Decline of the "Bullshit Company"

Earlier today, Harry Marks posted an article on his site rebutting an argument made by Jim Cramer of CNBC. Here's the quote:

When the smoke clears off this miserable Dell quarter, people will realize that Apple’s behind the destruction of the laptop,” Cramer said. “And with that destruction comes a world of hurt for just about everyone, save Apple.

Harry Marks replied by saying:

It’s not a matter of the iPhone and iPad obsoleting the laptop. Apple’s success isn’t just with iOS devices, it’s with MacBook Airs and MacBook Pros, too. What Apple has done is obsolete poorly-made computers, poor shopping experiences, and poor customer service.
Apple isn’t destroying laptops, it’s making its customers happy. What are the other guys doing?

He hit the nail square on the head. The other companies aren't only not doing anything, they're not even thinking.

Not limiting this to the tech business, I believe we might be witnessing the decline of "Bullshit Companies"; companies that are trying to bullshit their (potential) customers in many different ways: By pre-announcing products that might never see the light of day, by making promises they won't even attempt to keep,  by adding asterisk after asterisk and footnote after footnote in order to shroud the truth about what they are trying to sell and last but not least with bad customer service.

Apple being the one of the forerunners here (and a gargantuan at that), I'm starting to see more and more "Non-Bullshit Companies", companies that seem to work by a very simple business principle:
Here's what we offer. We believe it'll make your life easier in this and that way. Nothing more nothing less. This is how much we want for it.

Among other things the wild success of social funding platforms (like Kickstarter) illustrates where things are going:
If you have an honest and good value proposition, people will pay for it. Not out of the goodness of their heart, but because they know they're going to get something out of it.

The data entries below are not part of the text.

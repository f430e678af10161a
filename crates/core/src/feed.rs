//! Insert-only, dedup-by-id submission log.
//!
//! Both the originating request (optimistic merge of the store's direct
//! response) and the realtime fanout echo of the same insert feed this
//! log, so the same record routinely arrives twice. [`SubmissionLog`]
//! makes that harmless: merging is keyed by the store-assigned id and
//! idempotent.

use std::collections::HashSet;

use crate::submission::Submission;
use crate::types::DbId;

/// An append-only set of submissions, deduplicated by id.
#[derive(Debug, Default)]
pub struct SubmissionLog {
    entries: Vec<Submission>,
    seen: HashSet<DbId>,
}

impl SubmissionLog {
    /// Create an empty log.
    pub fn new() -> Self {
        Self::default()
    }

    /// Create a log pre-populated from persisted history.
    ///
    /// Duplicate ids in the input are collapsed.
    pub fn from_submissions(submissions: impl IntoIterator<Item = Submission>) -> Self {
        let mut log = Self::new();
        for submission in submissions {
            log.merge(submission);
        }
        log
    }

    /// Merge a submission into the log.
    ///
    /// Returns `true` if the record was new, `false` if a record with
    /// the same id was already present (the log is left unchanged).
    pub fn merge(&mut self, submission: Submission) -> bool {
        if !self.seen.insert(submission.id) {
            return false;
        }
        self.entries.push(submission);
        true
    }

    /// Whether a record with the given id has been merged.
    pub fn contains(&self, id: DbId) -> bool {
        self.seen.contains(&id)
    }

    /// All entries in arrival order.
    pub fn entries(&self) -> &[Submission] {
        &self.entries
    }

    /// A copy of the entries ordered newest-first (`created_at`
    /// descending, id descending as the tiebreak). Fanout delivery
    /// order is not guaranteed, so ordering is imposed here rather
    /// than assumed from arrival order.
    pub fn snapshot_newest_first(&self) -> Vec<Submission> {
        let mut entries = self.entries.clone();
        entries.sort_by(|a, b| b.created_at.cmp(&a.created_at).then(b.id.cmp(&a.id)));
        entries
    }

    pub fn len(&self) -> usize {
        self.entries.len()
    }

    pub fn is_empty(&self) -> bool {
        self.entries.is_empty()
    }

    /// Drop every entry. Mirrors the administrative bulk reset.
    pub fn clear(&mut self) {
        self.entries.clear();
        self.seen.clear();
    }
}
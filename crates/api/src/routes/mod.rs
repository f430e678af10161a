pub mod admin;
pub mod health;
pub mod leaderboard;
pub mod signup;

use axum::routing::get;
use axum::Router;

use crate::state::AppState;
use crate::ws;

/// Build the `/api/v1` route tree.
///
/// ```text
/// /ws                          WebSocket live feed
///
/// /signups                     list (GET), create (POST)
///
/// /leaderboard                 ranked city aggregates (GET)
///
/// /admin/reset                 destructive bulk reset (POST)
/// /admin/signups/export        CSV download (GET, ?enrich=true)
/// ```
pub fn api_routes() -> Router<AppState> {
    Router::new()
        // WebSocket live feed.
        .route("/ws", get(ws::ws_handler))
        // Signup pipeline and raw listing.
        .nest("/signups", signup::router())
        // City leaderboard.
        .nest("/leaderboard", leaderboard::router())
        // Administrative controls, not linked from the public form.
        .nest("/admin", admin::router())
}
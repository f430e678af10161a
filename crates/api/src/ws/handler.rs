use std::sync::Arc;

use axum::extract::ws::{Message, WebSocket, WebSocketUpgrade};
use axum::extract::State;
use axum::response::IntoResponse;
use futures::{SinkExt, StreamExt};

use crate::state::AppState;
use crate::ws::manager::WsManager;

/// GET /api/v1/ws
///
/// Upgrade to WebSocket and join the live signup feed. The feed is
/// anonymous and broadcast-only; no subscription handshake is needed.
pub async fn ws_handler(ws: WebSocketUpgrade, State(state): State<AppState>) -> impl IntoResponse {
    ws.on_upgrade(move |socket| run_connection(socket, state.ws_manager))
}

/// Drive one feed connection until either side hangs up.
///
/// The connection is registered under a fresh UUID, then a single
/// select loop forwards broadcast frames from the manager channel to
/// the socket while draining inbound frames. Inbound traffic carries no
/// meaning on this feed; only Close (and transport errors) end the
/// loop. Deregistration happens on every exit path.
async fn run_connection(socket: WebSocket, ws_manager: Arc<WsManager>) {
    let conn_id = uuid::Uuid::new_v4().to_string();
    let mut outbound = ws_manager.add(conn_id.clone()).await;
    tracing::info!(conn_id = %conn_id, "WebSocket connected");

    let (mut sink, mut stream) = socket.split();

    loop {
        tokio::select! {
            frame = outbound.recv() => {
                let Some(frame) = frame else {
                    // Manager dropped our channel (shutdown or replaced id).
                    break;
                };
                if sink.send(frame).await.is_err() {
                    break;
                }
            }
            inbound = stream.next() => {
                match inbound {
                    Some(Ok(Message::Close(_))) | None => break,
                    Some(Ok(_)) => {}
                    Some(Err(e)) => {
                        tracing::debug!(conn_id = %conn_id, error = %e, "WebSocket receive error");
                        break;
                    }
                }
            }
        }
    }

    ws_manager.remove(&conn_id).await;
    tracing::info!(conn_id = %conn_id, "WebSocket disconnected");
}
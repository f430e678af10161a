//! Integration tests for the submission repository.

use premiere_core::submission::NewSubmission;
use premiere_db::SubmissionRepo;
use sqlx::PgPool;

fn new_submission(name: &str, city: &str) -> NewSubmission {
    NewSubmission {
        name: name.to_string(),
        email: format!("{}@example.com", name.to_lowercase()),
        postal_code: "73301".to_string(),
        city: Some(city.to_string()),
        region: Some("TX".to_string()),
        lat: 30.2672,
        lon: -97.7431,
    }
}

#[sqlx::test(migrations = "./migrations")]
async fn create_assigns_id_and_timestamp(pool: PgPool) {
    let created = SubmissionRepo::create(&pool, &new_submission("Jane", "Austin"))
        .await
        .unwrap();

    assert!(created.id > 0);
    assert_eq!(created.name, "Jane");
    assert_eq!(created.city.as_deref(), Some("Austin"));

    // created_at is server-assigned and recent, not a client value.
    let age = chrono::Utc::now() - created.created_at;
    assert!(age.num_seconds() < 60);
}

#[sqlx::test(migrations = "./migrations")]
async fn ids_are_distinct_across_inserts(pool: PgPool) {
    let a = SubmissionRepo::create(&pool, &new_submission("Jane", "Austin"))
        .await
        .unwrap();
    let b = SubmissionRepo::create(&pool, &new_submission("John", "Dallas"))
        .await
        .unwrap();

    assert_ne!(a.id, b.id);
}

#[sqlx::test(migrations = "./migrations")]
async fn list_returns_newest_first(pool: PgPool) {
    let first = SubmissionRepo::create(&pool, &new_submission("First", "Austin"))
        .await
        .unwrap();
    let second = SubmissionRepo::create(&pool, &new_submission("Second", "Dallas"))
        .await
        .unwrap();

    let listed = SubmissionRepo::list(&pool).await.unwrap();
    assert_eq!(listed.len(), 2);

    // Newest first; equal timestamps fall back to id descending.
    let ids: Vec<_> = listed.iter().map(|s| s.id).collect();
    assert_eq!(ids, vec![second.id, first.id]);
}

#[sqlx::test(migrations = "./migrations")]
async fn unresolved_place_is_persistable(pool: PgPool) {
    let mut new = new_submission("Jane", "Austin");
    new.city = None;
    new.region = None;

    let created = SubmissionRepo::create(&pool, &new).await.unwrap();
    assert_eq!(created.city, None);
    assert_eq!(created.region, None);
}

#[sqlx::test(migrations = "./migrations")]
async fn delete_all_clears_the_table(pool: PgPool) {
    SubmissionRepo::create(&pool, &new_submission("Jane", "Austin"))
        .await
        .unwrap();
    SubmissionRepo::create(&pool, &new_submission("John", "Dallas"))
        .await
        .unwrap();

    let deleted = SubmissionRepo::delete_all(&pool).await.unwrap();
    assert_eq!(deleted, 2);

    assert!(SubmissionRepo::list(&pool).await.unwrap().is_empty());
    assert_eq!(SubmissionRepo::count(&pool).await.unwrap(), 0);
}
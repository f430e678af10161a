use std::collections::HashMap;

use axum::body::Bytes;
use axum::extract::ws::Message;
use premiere_core::types::Timestamp;
use tokio::sync::{mpsc, RwLock};

/// Channel sender half for pushing messages to a WebSocket connection.
pub type WsSender = mpsc::UnboundedSender<Message>;

/// Metadata for a single WebSocket connection.
pub struct WsConnection {
    /// Channel sender for outbound messages to this connection.
    pub sender: WsSender,
    /// When this connection was established.
    pub connected_at: Timestamp,
}

/// Manages all active WebSocket connections on the signup feed.
///
/// Thread-safe via interior `RwLock`; designed to be wrapped in `Arc`
/// and shared across the application. Registration and removal are
/// symmetric: each `add` hands out exactly one receiver, and the
/// matching `remove` releases exactly that connection's resources, so
/// repeated connect/disconnect cycles cannot leak.
pub struct WsManager {
    connections: RwLock<HashMap<String, WsConnection>>,
}

impl WsManager {
    /// Create a new, empty connection manager.
    pub fn new() -> Self {
        Self {
            connections: RwLock::new(HashMap::new()),
        }
    }

    /// Register a new connection.
    ///
    /// Returns the receiver half of the message channel so the caller
    /// can forward messages to the WebSocket sink.
    pub async fn add(&self, conn_id: String) -> mpsc::UnboundedReceiver<Message> {
        let (tx, rx) = mpsc::unbounded_channel();
        let conn = WsConnection {
            sender: tx,
            connected_at: chrono::Utc::now(),
        };
        self.connections.write().await.insert(conn_id, conn);
        rx
    }

    /// Remove a connection by its ID, logging its session length.
    pub async fn remove(&self, conn_id: &str) {
        if let Some(conn) = self.connections.write().await.remove(conn_id) {
            let connected_secs = (chrono::Utc::now() - conn.connected_at).num_seconds();
            tracing::debug!(conn_id, connected_secs, "WebSocket connection removed");
        }
    }

    /// Broadcast a message to all connected clients.
    ///
    /// Connections whose send channels are closed are silently skipped
    /// (they will be cleaned up on their next receive loop iteration).
    pub async fn broadcast(&self, message: Message) {
        let conns = self.connections.read().await;
        for conn in conns.values() {
            let _ = conn.sender.send(message.clone());
        }
    }

    /// Return the current number of active connections.
    pub async fn connection_count(&self) -> usize {
        self.connections.read().await.len()
    }

    /// Send a Close frame to every connection, then clear the map.
    ///
    /// Used during graceful shutdown to notify all clients before the
    /// server stops accepting new connections.
    pub async fn shutdown_all(&self) {
        let mut conns = self.connections.write().await;
        let count = conns.len();
        for conn in conns.values() {
            let _ = conn.sender.send(Message::Close(None));
        }
        conns.clear();
        tracing::info!(count, "Closed all WebSocket connections");
    }

    /// Send a Ping frame to every connected client.
    ///
    /// Used by the heartbeat task to keep connections alive and detect
    /// stale ones.
    pub async fn ping_all(&self) {
        let conns = self.connections.read().await;
        for conn in conns.values() {
            let _ = conn.sender.send(Message::Ping(Bytes::new()));
        }
    }
}

impl Default for WsManager {
    fn default() -> Self {
        Self::new()
    }
}
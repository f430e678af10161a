//! Route definitions for the administrative controls.

use axum::routing::{get, post};
use axum::Router;

use crate::handlers::admin;
use crate::state::AppState;

/// Routes mounted at `/admin`.
///
/// ```text
/// POST /reset           -> reset_all
/// GET  /signups/export  -> export_csv (?enrich=true)
/// ```
pub fn router() -> Router<AppState> {
    Router::new()
        .route("/reset", post(admin::reset_all))
        .route("/signups/export", get(admin::export_csv))
}
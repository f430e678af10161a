use std::sync::Arc;

use premiere_events::EventBus;
use premiere_geocode::GeocodeClient;

use crate::config::ServerConfig;
use crate::live::LiveBoard;
use crate::ws::WsManager;

/// Shared application state available to all Axum handlers via `State<AppState>`.
///
/// This is cheaply cloneable (inner data is behind `Arc` or is already `Clone`).
/// All collaborators are injected here with an explicit lifecycle
/// (created at startup, dropped at shutdown) rather than living as
/// module-level singletons, so handlers stay testable in isolation.
#[derive(Clone)]
pub struct AppState {
    /// Database connection pool.
    pub pool: premiere_db::DbPool,
    /// Server configuration.
    pub config: Arc<ServerConfig>,
    /// WebSocket connection manager (browser clients on the live feed).
    pub ws_manager: Arc<WsManager>,
    /// Centralized event bus for signup events.
    pub event_bus: Arc<EventBus>,
    /// In-memory mirror of the submission set, fed by the bus.
    pub live_board: Arc<LiveBoard>,
    /// Postal-code resolver.
    pub geocode: Arc<GeocodeClient>,
}
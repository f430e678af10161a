//! Repository layer.
//!
//! Each repository is a zero-sized struct providing async methods that
//! accept `&PgPool` as the first argument.

pub mod submission_repo;

pub use submission_repo::SubmissionRepo;
//! In-process event infrastructure for the signup pipeline.
//!
//! - [`EventBus`]: publish/subscribe hub backed by
//!   `tokio::sync::broadcast`.
//! - [`SignupEvent`]: the closed set of events fanned out to
//!   realtime consumers, each carrying the full persisted record.

pub mod bus;

pub use bus::{EventBus, SignupEvent};
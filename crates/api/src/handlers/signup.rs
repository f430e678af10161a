//! Handlers for the `/signups` resource: the signup pipeline itself
//! plus the raw listing that backs the map and "latest signups" views.

use axum::extract::State;
use axum::http::StatusCode;
use axum::Json;
use premiere_core::signup::{self, RawSignupForm};
use premiere_core::submission::{NewSubmission, Submission};
use premiere_db::SubmissionRepo;
use premiere_events::SignupEvent;

use crate::error::AppResult;
use crate::response::DataResponse;
use crate::state::AppState;

/// POST /api/v1/signups
///
/// The full pipeline: validate → resolve → persist → merge → fan out.
///
/// Each stage short-circuits with its own error class: validation
/// failures answer 400 before any network call, an unresolvable postal
/// code answers 422, a failed insert answers 500. On success the
/// persisted record (server-assigned `id` and `created_at` included)
/// is merged into the live board and published on the event bus; the
/// WebSocket echo of the same record is deduplicated by id.
pub async fn create_signup(
    State(state): State<AppState>,
    Json(form): Json<RawSignupForm>,
) -> AppResult<(StatusCode, Json<DataResponse<Submission>>)> {
    let validated = signup::validate(&form)?;

    let place = state.geocode.resolve(&validated.postal_code).await?;

    let new = NewSubmission {
        name: validated.name,
        email: validated.email,
        postal_code: validated.postal_code,
        city: Some(place.city),
        region: Some(place.region),
        lat: place.lat,
        lon: place.lon,
    };
    let submission = SubmissionRepo::create(&state.pool, &new).await?;

    // Optimistic merge before the fanout echo arrives.
    state.live_board.merge(submission.clone()).await;
    state.event_bus.publish(SignupEvent::Created(submission.clone()));

    tracing::info!(
        id = submission.id,
        city = submission.city.as_deref().unwrap_or(""),
        "Signup created"
    );

    Ok((StatusCode::CREATED, Json(DataResponse { data: submission })))
}

/// GET /api/v1/signups
///
/// List all submissions newest-first, straight from the store.
pub async fn list_signups(
    State(state): State<AppState>,
) -> AppResult<Json<DataResponse<Vec<Submission>>>> {
    let submissions = SubmissionRepo::list(&state.pool).await?;
    Ok(Json(DataResponse { data: submissions }))
}
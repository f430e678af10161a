//! Route definitions for the `/signups` resource.

use axum::routing::get;
use axum::Router;

use crate::handlers::signup;
use crate::state::AppState;

/// Routes mounted at `/signups`.
///
/// ```text
/// GET  /  -> list_signups
/// POST /  -> create_signup
/// ```
pub fn router() -> Router<AppState> {
    Router::new().route("/", get(signup::list_signups).post(signup::create_signup))
}
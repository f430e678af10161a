//! Integration tests for the administrative reset and CSV export.

mod common;

use axum::http::StatusCode;
use common::{body_json, body_text, create_signup, get, post_json};
use premiere_core::submission::NewSubmission;
use premiere_db::SubmissionRepo;
use sqlx::PgPool;

#[sqlx::test(migrations = "../db/migrations")]
async fn reset_clears_store_and_leaderboard(pool: PgPool) {
    let app = common::build_test_app(pool.clone());

    create_signup(app.clone(), "Jane", "jane@x.com", "73301").await;
    create_signup(app.clone(), "John", "john@x.com", "75201").await;

    let response = post_json(app.clone(), "/api/v1/admin/reset", serde_json::json!({})).await;
    assert_eq!(response.status(), StatusCode::OK);
    assert_eq!(body_json(response).await["data"]["deleted"], 2);

    // The store is empty...
    let listed = body_json(get(app.clone(), "/api/v1/signups").await).await;
    assert_eq!(listed["data"].as_array().unwrap().len(), 0);

    // ...and so is the leaderboard.
    let board = body_json(get(app, "/api/v1/leaderboard").await).await;
    assert_eq!(board["data"]["cities"].as_array().unwrap().len(), 0);

    assert_eq!(SubmissionRepo::count(&pool).await.unwrap(), 0);
}

#[sqlx::test(migrations = "../db/migrations")]
async fn reset_on_empty_store_deletes_nothing(pool: PgPool) {
    let app = common::build_test_app(pool);

    let response = post_json(app, "/api/v1/admin/reset", serde_json::json!({})).await;
    assert_eq!(response.status(), StatusCode::OK);
    assert_eq!(body_json(response).await["data"]["deleted"], 0);
}

#[sqlx::test(migrations = "../db/migrations")]
async fn export_returns_csv_with_header_row(pool: PgPool) {
    let app = common::build_test_app(pool);

    create_signup(app.clone(), "Jane Doe", "jane@x.com", "73301").await;

    let response = get(app, "/api/v1/admin/signups/export").await;
    assert_eq!(response.status(), StatusCode::OK);
    assert_eq!(
        response.headers().get("content-type").unwrap(),
        "text/csv; charset=utf-8"
    );

    let csv = body_text(response).await;
    let mut lines = csv.lines();
    assert_eq!(
        lines.next().unwrap(),
        "id,name,email,postal_code,city,region,lat,lon,created_at"
    );
    let row = lines.next().unwrap();
    assert!(row.contains("Jane Doe"));
    assert!(row.contains("Austin"));
}

#[sqlx::test(migrations = "../db/migrations")]
async fn export_of_empty_store_is_no_content(pool: PgPool) {
    let app = common::build_test_app(pool);

    let response = get(app, "/api/v1/admin/signups/export").await;
    assert_eq!(response.status(), StatusCode::NO_CONTENT);
}

#[sqlx::test(migrations = "../db/migrations")]
async fn enriched_export_fills_missing_places_without_mutating_rows(pool: PgPool) {
    let app = common::build_test_app(pool.clone());

    // A row with no resolved place but a seed-table postal code, as the
    // batch paths can produce.
    SubmissionRepo::create(
        &pool,
        &NewSubmission {
            name: "Legacy".to_string(),
            email: "legacy@x.com".to_string(),
            postal_code: "73301".to_string(),
            city: None,
            region: None,
            lat: 0.0,
            lon: 0.0,
        },
    )
    .await
    .unwrap();

    let response = get(app, "/api/v1/admin/signups/export?enrich=true").await;
    assert_eq!(response.status(), StatusCode::OK);

    let csv = body_text(response).await;
    assert!(csv.contains("Austin"), "enrichment should resolve the seed code");

    // The stored row is untouched: enrichment is read-only.
    let persisted = SubmissionRepo::list(&pool).await.unwrap();
    assert_eq!(persisted[0].city, None);
}

#[sqlx::test(migrations = "../db/migrations")]
async fn enriched_export_leaves_unresolvable_rows_blank(pool: PgPool) {
    let app = common::build_test_app(pool.clone());

    // Not in the seed table, and the external lookup is unreachable in
    // tests: every enrichment attempt for this row misses.
    SubmissionRepo::create(
        &pool,
        &NewSubmission {
            name: "Unknown".to_string(),
            email: "unknown@x.com".to_string(),
            postal_code: "99999".to_string(),
            city: None,
            region: None,
            lat: 0.0,
            lon: 0.0,
        },
    )
    .await
    .unwrap();

    let response = get(app, "/api/v1/admin/signups/export?enrich=true").await;
    assert_eq!(response.status(), StatusCode::OK);

    // The export completes with the place fields left empty.
    let csv = body_text(response).await;
    let row = csv.lines().nth(1).unwrap();
    assert!(row.contains("99999,,,"));
}
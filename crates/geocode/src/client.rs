//! HTTP client for the external postal-code lookup.
//!
//! Wraps a zippopotam-style API (`GET {base_url}/{country}/{code}`)
//! using [`reqwest`]. The upstream returns coordinates as strings, so
//! they are coerced to `f64` explicitly during parsing.

use std::time::Duration;

use serde::Deserialize;

use crate::seed;

/// Default country for bare postal codes on the interactive path.
const DEFAULT_COUNTRY: &str = "us";

/// Countries tried in order by the relaxed batch path when the code
/// carries no country prefix.
const COUNTRY_PRIORITY: &[&str] = &["us", "ca", "gb", "de"];

/// A postal code resolved to a place: name, region abbreviation, and
/// coordinates in decimal degrees.
#[derive(Debug, Clone, PartialEq)]
pub struct ResolvedPlace {
    pub city: String,
    pub region: String,
    pub lat: f64,
    pub lon: f64,
}

/// Errors from the resolution path.
///
/// Transport failures, non-2xx statuses, and empty result sets all
/// collapse into [`Unresolvable`](GeocodeError::Unresolvable): the
/// caller's remedy is the same in every case (try another code), and
/// upstream diagnostic detail stays in the logs. [`Timeout`] is kept
/// as its own variant for observability but carries the same
/// user-facing meaning.
#[derive(Debug, thiserror::Error)]
pub enum GeocodeError {
    #[error("Postal code {code} could not be resolved")]
    Unresolvable { code: String },

    #[error("Postal code lookup for {code} timed out")]
    Timeout { code: String },
}

/// Response body of the external lookup.
#[derive(Debug, Deserialize)]
struct LookupResponse {
    #[serde(default)]
    places: Vec<LookupPlace>,
}

/// One entry of the `places` list. Latitude and longitude arrive as
/// strings and must be parsed.
#[derive(Debug, Deserialize)]
struct LookupPlace {
    #[serde(rename = "place name")]
    place_name: String,
    #[serde(rename = "state abbreviation", default)]
    state_abbreviation: String,
    latitude: String,
    longitude: String,
}

/// Client for the external postal-code lookup with a seed-table
/// short-circuit.
///
/// The seed table is a static cache; a dynamic cache keyed by postal
/// code could be layered in here without changing the interface.
pub struct GeocodeClient {
    client: reqwest::Client,
    base_url: String,
    timeout: Duration,
}

impl GeocodeClient {
    /// Create a client for the lookup API at `base_url`
    /// (e.g. `https://api.zippopotam.us`). Every network lookup is
    /// bounded by `timeout`.
    pub fn new(base_url: impl Into<String>, timeout: Duration) -> Self {
        Self {
            client: reqwest::Client::new(),
            base_url: base_url.into(),
            timeout,
        }
    }

    /// Resolve a postal code for the interactive submission path.
    ///
    /// Checks the seed table first (no network), then queries the
    /// external lookup for the default country. Any miss fails with
    /// [`GeocodeError::Unresolvable`]; a lookup exceeding the timeout
    /// fails with [`GeocodeError::Timeout`].
    pub async fn resolve(&self, postal_code: &str) -> Result<ResolvedPlace, GeocodeError> {
        if let Some(place) = seed::lookup(postal_code) {
            return Ok(place);
        }

        match tokio::time::timeout(self.timeout, self.fetch(DEFAULT_COUNTRY, postal_code)).await {
            Ok(result) => result,
            Err(_) => {
                tracing::warn!(postal_code, "Postal code lookup timed out");
                Err(GeocodeError::Timeout {
                    code: postal_code.to_string(),
                })
            }
        }
    }

    /// Resolve a postal code for the offline batch/enrichment path.
    ///
    /// A `CC-` prefix (e.g. `gb-EC1A`) restricts the lookup to that
    /// country; otherwise the prioritized country list is tried in
    /// sequence. A total miss yields `None` rather than an error:
    /// batch consumers tolerate unknown places, the interactive path
    /// must not.
    pub async fn resolve_relaxed(&self, postal_code: &str) -> Option<ResolvedPlace> {
        if let Some(place) = seed::lookup(postal_code) {
            return Some(place);
        }

        let (countries, code) = match split_country_prefix(postal_code) {
            Some((country, rest)) => (vec![country], rest),
            None => (
                COUNTRY_PRIORITY.iter().map(|c| c.to_string()).collect(),
                postal_code.to_string(),
            ),
        };

        for country in countries {
            let lookup = tokio::time::timeout(self.timeout, self.fetch(&country, &code)).await;
            match lookup {
                Ok(Ok(place)) => return Some(place),
                Ok(Err(_)) => continue,
                Err(_) => {
                    tracing::debug!(country, code, "Relaxed lookup timed out, trying next");
                    continue;
                }
            }
        }

        None
    }

    /// Execute one lookup request and parse the first returned place.
    async fn fetch(&self, country: &str, code: &str) -> Result<ResolvedPlace, GeocodeError> {
        let unresolvable = || GeocodeError::Unresolvable {
            code: code.to_string(),
        };

        let url = format!("{}/{}/{}", self.base_url, country, code);
        let response = self.client.get(&url).send().await.map_err(|e| {
            tracing::warn!(code, error = %e, "Postal code lookup transport failure");
            unresolvable()
        })?;

        if !response.status().is_success() {
            tracing::debug!(code, status = %response.status(), "Postal code lookup non-success");
            return Err(unresolvable());
        }

        let body: LookupResponse = response.json().await.map_err(|e| {
            tracing::warn!(code, error = %e, "Postal code lookup returned malformed body");
            unresolvable()
        })?;

        parse_lookup(body, code)
    }
}

/// Extract the first place from a lookup response, coercing the string
/// coordinates to numbers. An empty place list is indistinguishable
/// from a failed lookup for callers.
fn parse_lookup(body: LookupResponse, code: &str) -> Result<ResolvedPlace, GeocodeError> {
    let unresolvable = || GeocodeError::Unresolvable {
        code: code.to_string(),
    };

    let place = body.places.into_iter().next().ok_or_else(unresolvable)?;

    let lat: f64 = place.latitude.parse().map_err(|_| unresolvable())?;
    let lon: f64 = place.longitude.parse().map_err(|_| unresolvable())?;

    Ok(ResolvedPlace {
        city: place.place_name,
        region: place.state_abbreviation,
        lat,
        lon,
    })
}

/// Split a leading two-letter country prefix (`"gb-EC1A"` ->
/// `("gb", "EC1A")`). Returns `None` when no prefix is present.
fn split_country_prefix(postal_code: &str) -> Option<(String, String)> {
    let (prefix, rest) = postal_code.split_once('-')?;
    if prefix.len() == 2 && prefix.chars().all(|c| c.is_ascii_alphabetic()) && !rest.is_empty() {
        Some((prefix.to_ascii_lowercase(), rest.to_string()))
    } else {
        None
    }
}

Here are a few examples of this, that I've noticed around me lately:

  • A new bus company has started to take advantage of the fact that the Deutsche Bahn (Germany's predominant railway company) isn't properly serving the population of the region. They set up a bus route covering the major cities on the way from Luxemburg to Frankfurt Airport. Their prices are good, the service is executed well and they know how to communicate.
  • A local beer garden, situated in one of the most scenic spots in Trier (with everything from a great vista, large meadows to football and beach volleyball courts) put up a sign telling customers that they could use its accommodations and bring their own food, as long as they buy their drinks here. You have no idea how uncommon this is and I'm sure that this was not the case last year. I should add that their beverage prices are very decent and the service is excellent, which only adds to the positive impression. This tactic has gotten them a lot of good will from guests and from what I have learned their food sales haven't declined and overall business seems to have improved.
  • How funny it may seem, my cellphone operator o2 Germany is on this list. The company has many flaws and does plenty of things wrong, but they offer a post-paid plan that is as simple as it can be, not forcing me into a long-term commitment, while having per-minute and data prices that are decent even compared to prepaid plans.

Customers are smarter than most companies think and those still believing that trying to fool customers is the way to go, are going to realise that "Fool me once, shame on you. Fool me twice shame on me." will turn into "Fool me once… FUCK YOU!" more quickly than ever before.

People don't begrudge companies for making money (not even for making boat loads of it), they just hate companies who are trying to do so by making false claims and essentially ripping people off. Only those businesses that are trying to make money without feeling the need to scam customers will prevail long-term and prosper. These are the companies that will get the money I earn.